Data collection procedure
Data collection was scheduled during the second round of the National COVID-19 mass vaccination at the Municipality. These second round of vaccinations was to help achieve herd immunity against the virus in the country. A cubicle for our data collection was setup alongside the National COVID-19 mass vaccination team setup during the second round of vaccination. As deaf persons came to the center to be registered for the vaccination, we collected our data before they received the jab. In the cubicle, they were warmly welcomed, given a seat and served with water. The purpose of the study was then thoroughly explained to deaf persons. Afterwards, they were given opportunity to ask questions and seek clarification on any issue relating to the study. Those who agreed to take part in the study, signed or thumb printed the consent forms before data was collected. Some questionnaires were self-administered whilst others were completed with the help of the researchers.
Notably, data was collected by researchers who were familiar with the deaf culture, thus, all values peculiar to the deaf culture were observed. All communication was done using the A/GSL. Additionally, COVID-19 protocols were observed between the researchers and the deaf persons during the period of data collection. After data collection, deaf persons proceeded to take their second jab of COVID-19 vaccine. Data was collected from April 19th to 30th, 2022.
Data analysis was performed using IBM SPSS software version 23.0 (SPSS Inc, Chicago, IL, USA). Firstly, frequencies and percentages were used to present the demographic details of our sample. Secondly, frequencies and percentages were used to present the responses to the knowledge and attitude subscales. Average scores using modal values were used to present the results of the adherence to the preventive practices of COVID-19 subscale. Correlation analysis was performed to determine the direction and strength of the KAP subscales in relation to the responses of our sample. Lastly, regression analysis was performed to determine the effect of the independent variable, knowledge, on the dependent variables, attitude and preventive practices to COVID-19. Correlation and regression analysis were considered significant at\( P\le 0.01.\)
Demographic details of deaf persons
A total of 144 deaf persons were sampled. They comprised 68/144 (47.2%) males. Their mean age was 36 years (± 12.84). The range of their ages was from 12 years to 65 years. Regarding their educational attainment, the majority, 48/144 (33.3%) attained up to Junior High School level of education. Around 19.4% had no formal education. About a quarter of the deaf persons, 26/144 (18.1%) had attained up to the Basic level and the Senior High School level of education and 16/144 (11.1%) had attained up to the tertiary level of education. The bulk, 64/144 (44.4%) of the deaf persons were unemployed, 40/144 (27.8%) were doing their own businesses, 24/144 (16.7%) were working at various private sector businesses and 16/144 (11.1%) were Government workers. About 80.6% of deaf persons were unmarried (Table 1).
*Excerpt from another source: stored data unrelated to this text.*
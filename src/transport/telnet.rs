//! Relay transport over a plain TCP stream.
//!
//! Terminal servers expose each console line as a telnet endpoint. The
//! device dialog only needs the raw byte stream, but the relay may still
//! open with telnet option negotiation, so inbound data passes through a
//! small stateful filter that strips protocol bytes and refuses every
//! negotiated option (`DO x` -> `WONT x`, `WILL x` -> `DONT x`).

use log::{debug, trace};
use tokio::io::{AsyncReadExt, AsyncWriteExt};
use tokio::net::TcpStream;

use super::config::TransportConfig;
use crate::error::TransportError;

const IAC: u8 = 255;
const DONT: u8 = 254;
const DO: u8 = 253;
const WONT: u8 = 252;
const WILL: u8 = 251;
const SB: u8 = 250;
const SE: u8 = 240;

/// Telnet negotiation parser state. A command may be split across reads,
/// so the state persists between chunks.
#[derive(Debug, Clone, Copy, PartialEq, Eq)]
enum NegotiationState {
    Data,
    Command,
    Option(u8),
    Subnegotiation,
    SubnegotiationCommand,
}

/// Stateful filter separating application data from telnet protocol bytes.
#[derive(Debug)]
struct NegotiationFilter {
    state: NegotiationState,
}

impl NegotiationFilter {
    fn new() -> Self {
        Self {
            state: NegotiationState::Data,
        }
    }

    /// Strip telnet commands from `raw`, producing the application data
    /// and the negotiation replies to send back.
    fn filter(&mut self, raw: &[u8]) -> (Vec<u8>, Vec<u8>) {
        let mut data = Vec::with_capacity(raw.len());
        let mut replies = Vec::new();

        for &byte in raw {
            self.state = match self.state {
                NegotiationState::Data => {
                    if byte == IAC {
                        NegotiationState::Command
                    } else {
                        data.push(byte);
                        NegotiationState::Data
                    }
                }
                NegotiationState::Command => match byte {
                    // Escaped 0xFF data byte.
                    IAC => {
                        data.push(IAC);
                        NegotiationState::Data
                    }
                    DO | DONT | WILL | WONT => NegotiationState::Option(byte),
                    SB => NegotiationState::Subnegotiation,
                    // NOP, GA, and friends carry no option byte.
                    _ => NegotiationState::Data,
                },
                NegotiationState::Option(verb) => {
                    match verb {
                        DO => replies.extend_from_slice(&[IAC, WONT, byte]),
                        WILL => replies.extend_from_slice(&[IAC, DONT, byte]),
                        // DONT/WONT acknowledge our refusals; no reply.
                        _ => {}
                    }
                    NegotiationState::Data
                }
                NegotiationState::Subnegotiation => {
                    if byte == IAC {
                        NegotiationState::SubnegotiationCommand
                    } else {
                        NegotiationState::Subnegotiation
                    }
                }
                NegotiationState::SubnegotiationCommand => {
                    if byte == SE {
                        NegotiationState::Data
                    } else {
                        NegotiationState::Subnegotiation
                    }
                }
            };
        }

        (data, replies)
    }
}

/// Connection to one device's console line via its terminal-server relay.
#[derive(Debug)]
pub struct TelnetTransport {
    stream: TcpStream,
    config: TransportConfig,
    negotiation: NegotiationFilter,

    /// Negotiation replies not yet written. Kept out of `read_chunk`'s
    /// hot path so a timed-out read future never drops a chunk that was
    /// already consumed from the socket.
    pending_replies: Vec<u8>,
}

impl TelnetTransport {
    /// Connect to the relay endpoint, bounded by the configured timeout.
    pub async fn connect(config: TransportConfig) -> Result<Self, TransportError> {
        let addr = config.socket_addr();
        debug!("connecting to relay {}", addr);

        let stream = tokio::time::timeout(config.timeout, TcpStream::connect(&addr))
            .await
            .map_err(|_| TransportError::Timeout(config.timeout))?
            .map_err(|e| TransportError::ConnectionFailed {
                host: config.host.clone(),
                port: config.port.clone(),
                source: e,
            })?;

        // Interactive dialog: latency matters more than throughput.
        let _ = stream.set_nodelay(true);

        Ok(Self {
            stream,
            config,
            negotiation: NegotiationFilter::new(),
            pending_replies: Vec::new(),
        })
    }

    /// Get the configuration used for this connection.
    pub fn config(&self) -> &TransportConfig {
        &self.config
    }

    /// Write bytes to the relay. Fire-and-forget from the dialog's point
    /// of view; the kernel may buffer.
    pub async fn send(&mut self, data: &[u8]) -> Result<(), TransportError> {
        self.flush_replies().await?;
        self.stream.write_all(data).await?;
        self.stream.flush().await?;
        Ok(())
    }

    /// Read one chunk from the relay with telnet protocol bytes removed.
    ///
    /// The returned chunk may be empty when a read contained only
    /// negotiation traffic; that is not end-of-stream. A zero-byte read
    /// from the socket is, and maps to [`TransportError::Disconnected`].
    pub async fn read_chunk(&mut self) -> Result<Vec<u8>, TransportError> {
        self.flush_replies().await?;

        let mut raw = [0u8; 4096];
        let n = self.stream.read(&mut raw).await?;
        if n == 0 {
            return Err(TransportError::Disconnected);
        }

        let (data, replies) = self.negotiation.filter(&raw[..n]);
        self.pending_replies.extend_from_slice(&replies);
        Ok(data)
    }

    /// Send any queued negotiation refusals.
    async fn flush_replies(&mut self) -> Result<(), TransportError> {
        if self.pending_replies.is_empty() {
            return Ok(());
        }
        let replies = std::mem::take(&mut self.pending_replies);
        trace!("refusing {} bytes of telnet negotiation", replies.len());
        self.stream.write_all(&replies).await?;
        self.stream.flush().await?;
        Ok(())
    }

    /// Terminate the connection.
    ///
    /// A graceful close shuts the socket down and reports whether that
    /// succeeded; a forced close just drops it.
    pub async fn close(mut self, force: bool) -> bool {
        if force {
            debug!(
                "force-closing relay connection to {}",
                self.config.socket_addr()
            );
            return true;
        }
        self.stream.shutdown().await.is_ok()
    }
}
Level of knowledge of COVID-19 among deaf persons
Results showed that majority of the deaf persons were not knowledgeable in 8 out of 12 questions items in the knowledge subscale. This represented a lack of knowledge of 67% of the items of the knowledge subscale (Table 2).
Attitude of deaf persons towards COVID-19
Results showed that deaf persons had good attitude towards COVID-19. Majority of Deaf persons showed optimistic attitude in all 6 items of the attitude subscale. As a point worthy of note, all deaf persons said “yes” to getting vaccinated against COVID-19 on the day of data collection and any other time and were ready to encourage their family and friends to get vaccinated against COVID-19 (Table 3).
Adherence to preventive practices of COVID-19 among deaf persons
Average score using modal values were used to represent the aggregate responses of our sample. Results showed that deaf persons “always” practised 5 items and “sometimes” practised 4 items in the adherence to preventive practices subscale. This represented a strict adherence to the preventive practices of COVID-19 of 56% of the items of the adherence to COVID-19 preventive practices subscale (Table 4).
Correlation analysis was performed to determine the direction and strength of the KAP subscales in relation to the responses of our sample. Results showed a positive moderate and significant correlation between the subscales (Table 5). Regression analysis was then performed to determine the effect of the independent variable, knowledge, on the dependent variables, attitude and preventive practices to COVID-19. The first model showed that a one-unit increase in knowledge will result in a 1.033-unit increase in preventive practices to COVID-19. The second model also showed that a one-unit increase in knowledge will result in a 0.587-unit increase in attitude (Table 6). This depicts that if deaf persons had knowledge on most of the questions items under the knowledge subscale, it would have resulted in much more unit increases in their attitude and preventive practices scores to COVID-19.
Having observed with ardent interest in the scientific literature on the scope of the COVID-19 disease since its inception, specifically on the KAP of the disease, we noticed few reports on the KAP of COVID-19 among deaf persons globally. We therefore set forth to contribute to the literature on the scope of COVID-19 by examining the KAP of COVID-19 among deaf persons in the Ayawaso North Municipality of the Greater Accra region of Ghana.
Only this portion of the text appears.